Trent shook his head. “I wish I could tell you. I’m as confused as you are.”
“Call her right now,” Dopp instructed. “Ask her what she’s up to.”
Oh my God, Trent thought.
Nodding, he pulled out his cell phone and ignored the three missed calls on the display. Then he called his father’s cell phone. He knew his dad hardly used the slim device, which stayed in his car’s glove compartment. The elder Mr. Rowe preferred the old-fashioned bulkiness of land phones, which were easier for him to hold on his shoulder.
The cell rang five times, predictably, before voice mail picked up, and his father’s voice instructed him to
leave a message. Trent shrugged apologetically at Dopp as he spoke:
“Hey, it’s me. Just wondering how your day’s going. Hope you’re doing okay. Give me a call when you get this. Bye.”

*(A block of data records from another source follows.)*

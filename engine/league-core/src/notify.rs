//! User-facing notifications for league mutations

use serde::{Deserialize, Serialize};
use std::time::Duration;
use tokio::sync::mpsc;

#[derive(Debug, Clone, Copy, PartialEq, Eq, Serialize, Deserialize)]
#[serde(rename_all = "lowercase")]
pub enum Severity {
    Success,
    Error,
}

/// One message for the user
#[derive(Debug, Clone, PartialEq, Eq)]
pub struct Notification {
    pub message: String,
    pub severity: Severity,
    pub duration: Duration,
}

/// Fire-and-forget sink for notifications
pub trait NotificationSink: Send + Sync {
    fn notify(&self, message: &str, severity: Severity, duration: Duration);
}

/// Writes notifications to the log
#[derive(Debug, Default, Clone, Copy)]
pub struct TracingNotifier;

impl NotificationSink for TracingNotifier {
    fn notify(&self, message: &str, severity: Severity, duration: Duration) {
        match severity {
            Severity::Success => tracing::info!(duration_ms = duration.as_millis() as u64, "{}", message),
            Severity::Error => tracing::warn!(duration_ms = duration.as_millis() as u64, "{}", message),
        }
    }
}

/// Forwards notifications to a UI consumer over an unbounded channel
#[derive(Debug, Clone)]
pub struct ChannelNotifier {
    sender: mpsc::UnboundedSender<Notification>,
}

impl ChannelNotifier {
    pub fn new() -> (Self, mpsc::UnboundedReceiver<Notification>) {
        let (sender, receiver) = mpsc::unbounded_channel();
        (Self { sender }, receiver)
    }
}

impl NotificationSink for ChannelNotifier {
    fn notify(&self, message: &str, severity: Severity, duration: Duration) {
        let notification = Notification { message: message.to_string(), severity, duration };
        if self.sender.send(notification).is_err() {
            // Receiver gone; nobody is listening any more
            tracing::debug!("Dropped notification: {}", message);
        }
    }
}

He looked up at Dopp. “No answer. Hopefully she’ll call soon.”
“I didn’t think she would pick up,” Dopp muttered. “Are you seeing her tonight?”
“I was supposed to.”
“Well, find out the truth. And if you don’t, there will be consequences. We have the upper hand now, and I intend to use it before it’s too late.”
“How?”
“I have an idea of my own. But I may not have to go that far if you can make things easy for us. I’ll be in touch tonight. If you don’t have her voice on record saying where she was going and why, then you can expect consequences.”
“But what if she won’t tell me?”
“Then I guess you’re pretty useless on this case.”
Trent tightened his lips and did not answer.
“We have to do whatever it takes,” Dopp said, reaching up to hold the back of his flushed neck. “This isn’t about you, and it’s not even just about her.”
Trent nodded, ironically sympathizing with his boss’s strength of convictions. Their motivation was the same: to stop something each saw as evil, because it was a threat to life. On one level, Trent wished that his onetime mentor could see him for who he really was—not an inept agent, but an equally fervent adversary. He hoped they were well matched.
* * *
Sam rushed to Arianna’s apartment giddily. When his taxi pulled up to her building, he tossed the driver two twenties for a ten-dollar ride, and then bounded inside. He waved to the doorman as he ran across the tiled floor into the elevator. The mirrored panels inside showed him the dopey grin on his lips, and he chuckled, hardly noticing his five-day growth of silvery stubble. The anticipation of seeing Arianna’s face carried him on light feet to her door.
When she opened it, he was thrilled to see her sunken cheeks flushed, her smile wide. In her rosy skin and bright eyes, it was as if the life left in her was already proclaiming its comeback.